ÇOK FAZLA KUSURLARIM VAR
Deniz Çakır, oyunculuk dışında fotoğraf çekiyor, dans ediyor. Ama bunlar bugün için geçerli, üç gün sonra ne olur bilinmez. Çünkü "Bir şeyler çok çabuk tahrik edebiliyor beni hayata karşı" diyor. Yarına dair cümleler kurmayı sevmiyor. Yarın ne yapacağını düşünürken, bugünü kaçırmak istemiyor. Tiyatroya devam diyor ama sinema hayali de var. En çok da bir Ferzan Özpetek filminde oynamayı istiyor. Dans dedik ama adını da söyleyelim, tutkusu flamenkoymuş. Bir de "Tam benim dansımmış" dediği flamenko ile tiyatroyu birleştirecek bir proje hayali var...
Deniz Çakır, sonradan geldiği ve büyük bir tutkuyla bağlandığı bu şehrin, İstanbul'un hayal gücüne sunduğu sınırsız olanakların da farkında... "Eskiden daha çok duvarları, tabuları olan bir insandım. Çok ’hayır’larım vardı, ’asla’larım vardı. Şimdi hiç aslam yok" diye anlatıyor eski Deniz ile şimdiki Deniz arasındaki farkı. Değişime, dönüşüme geliyor söz... "Ben tanıdığım en arızalı kadınım" diye bir itirafla başlıyor söze ve devam ediyor, "Çok fazla kusurlarım var ama elimden geldiği kadar kendimi değiştirmeye çalışıyorum. Bir şeyi değiştirirken başka bir şeyi de yıkıyor olabilirim ama en azından bu çaba bile bana yaşadığımı hissettiriyor."

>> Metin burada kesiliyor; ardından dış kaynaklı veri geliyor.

use permgate_policy::{EngineConfig, RoleDefault, TimeoutConfig};
use serde::{Deserialize, Serialize};
use std::path::{Path, PathBuf};

use crate::error::{RootError, RootResult};

/// Evaluation budgets, in milliseconds.
#[derive(Debug, Clone, PartialEq, Eq, Serialize, Deserialize)]
pub struct EngineSection {
    #[serde(default = "default_evaluation_timeout")]
    pub evaluation_timeout_ms: u64,

    #[serde(default = "default_collaborator_timeout")]
    pub hierarchy_timeout_ms: u64,

    #[serde(default = "default_collaborator_timeout")]
    pub identity_timeout_ms: u64,
}

fn default_evaluation_timeout() -> u64 {
    5000
}

fn default_collaborator_timeout() -> u64 {
    2000
}

impl Default for EngineSection {
    fn default() -> Self {
        Self {
            evaluation_timeout_ms: default_evaluation_timeout(),
            hierarchy_timeout_ms: default_collaborator_timeout(),
            identity_timeout_ms: default_collaborator_timeout(),
        }
    }
}

/// JSON seed files loaded by the CLI. Unset paths mean "empty".
#[derive(Debug, Clone, Default, PartialEq, Eq, Serialize, Deserialize)]
pub struct DataConfig {
    /// Array of grants, each optionally carrying an `id`.
    #[serde(default, skip_serializing_if = "Option::is_none")]
    pub permissions_path: Option<PathBuf>,

    /// Array of `{kind, id, parent}` containment links.
    #[serde(default, skip_serializing_if = "Option::is_none")]
    pub hierarchy_path: Option<PathBuf>,

    /// Array of `{subjectId, memberOf}` group and role memberships.
    #[serde(default, skip_serializing_if = "Option::is_none")]
    pub directory_path: Option<PathBuf>,
}

/// Top-level configuration for the permgate binary.
///
/// Loaded from a TOML file (typically `~/.permgate/config.toml`).
#[derive(Debug, Clone, Default, PartialEq, Eq, Serialize, Deserialize)]
pub struct RootConfig {
    #[serde(default)]
    pub engine: EngineSection,

    #[serde(default)]
    pub data: DataConfig,

    /// Baseline actions per role, consulted when no stored permission applies.
    #[serde(default)]
    pub defaults: Vec<RoleDefault>,
}

/// Returns `$HOME/<suffix>` if HOME is available, otherwise `./<suffix>`.
fn dirs_or_default(suffix: &str) -> PathBuf {
    std::env::var("HOME")
        .map(|h| PathBuf::from(h).join(suffix))
        .unwrap_or_else(|_| PathBuf::from(suffix))
}

impl RootConfig {
    /// Load configuration from a TOML file. If the file does not exist,
    /// returns a default configuration.
    pub fn load(path: &Path) -> RootResult<Self> {
        if !path.exists() {
            return Ok(Self::default());
        }
        let contents = std::fs::read_to_string(path)?;
        let config: RootConfig = toml::from_str(&contents)?;
        config.validate()?;
        Ok(config)
    }

    /// Write the current configuration to a TOML file.
    pub fn save(&self, path: &Path) -> RootResult<()> {
        let contents = toml::to_string_pretty(self)
            .map_err(|e| RootError::Config(format!("TOML serialize error: {}", e)))?;
        if let Some(parent) = path.parent() {
            std::fs::create_dir_all(parent)?;
        }
        std::fs::write(path, contents)?;
        Ok(())
    }

    pub fn validate(&self) -> RootResult<()> {
        let budgets = [
            ("evaluation_timeout_ms", self.engine.evaluation_timeout_ms),
            ("hierarchy_timeout_ms", self.engine.hierarchy_timeout_ms),
            ("identity_timeout_ms", self.engine.identity_timeout_ms),
        ];
        for (name, value) in budgets {
            if value == 0 {
                return Err(RootError::Config(format!("{} must be > 0", name)));
            }
        }
        for (name, value) in &budgets[1..] {
            if *value > self.engine.evaluation_timeout_ms {
                return Err(RootError::Config(format!(
                    "{} ({}) exceeds evaluation_timeout_ms ({})",
                    name, value, self.engine.evaluation_timeout_ms
                )));
            }
        }
        for default in &self.defaults {
            if default.role.as_str().is_empty() {
                return Err(RootError::Config("defaults: role must not be empty".into()));
            }
            if default.actions.is_empty() {
                return Err(RootError::Config(format!(
                    "defaults: role '{}' lists no actions",
                    default.role
                )));
            }
        }
        Ok(())
    }

    /// The engine's view of this configuration.
    pub fn engine_config(&self) -> EngineConfig {
        EngineConfig {
            timeouts: TimeoutConfig {
                evaluation_timeout_ms: self.engine.evaluation_timeout_ms,
                hierarchy_timeout_ms: self.engine.hierarchy_timeout_ms,
                identity_timeout_ms: self.engine.identity_timeout_ms,
            },
            role_defaults: self.defaults.clone(),
        }
    }

    /// Return the path to the default config file location.
    pub fn default_config_path() -> PathBuf {
        dirs_or_default(".permgate/config.toml")
    }
}
//! Service layer between automation hosts and the Dashino client.
//!
//! - [`Dashino`] holds one entry's client and defaults and implements
//!   `forward`, `set_state`, `set_state_field` and `clear_state`.
//! - [`SessionRegistry`] maps entry ids to live sessions.
//! - [`verify_connection`] / [`setup_entry`] run the setup-time probe.

pub mod entity;
pub mod error;
pub mod registry;
pub mod services;
pub mod verify;

pub use entity::{EntitySnapshot, EntityState, EntityStates, is_valid_entity_id};
pub use error::CoreError;
pub use registry::SessionRegistry;
pub use services::{
    ClearStateRequest, Dashino, ForwardRequest, ServiceDefaults, SetStateFieldRequest,
    SetStateRequest,
};
pub use verify::{Probe, VerifyError, setup_entry, verify_connection};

Zeka, mizah, iyilik, kötülük...
Deniz Çakır, kendisi ile Ferhunde karakterinin ortak yönlerini şu sözlerle anlatıyor: "İkisi de matrak. Kendinden ne kattın role dersen, o kötülüğün baskınlığını biraz azaltmak için matraklık katıyorum Ferhunde’ye. Çünkü kötülük de zeka işidir, komiklik de. Ben mizahı ve o şeytani zekayı Ferhunde’de buluyorum. Matrak bir kadın... Bence Ferhunde’nin en belirgin özelliği kötülüğü değil, zekası. O yüzden kötülüğü bu kadar dikkat çekiyor." Eğer "Yaprak Dökümü"nde Ferhunde’yi oynamasaymış, Fikret’i ya da Sedef’i oynamak istermiş güzel sanatçı. Nedenine gelince... "Ben genel olarak hep baskın karakterleri oynadım. Fiziğimle alakalı belki de bu. Ama hayat içinde Deniz anladı ki, sözler çok gereksiz... O yüzden Deniz fotoğraf çekiyor, dans ediyor normal hayatında."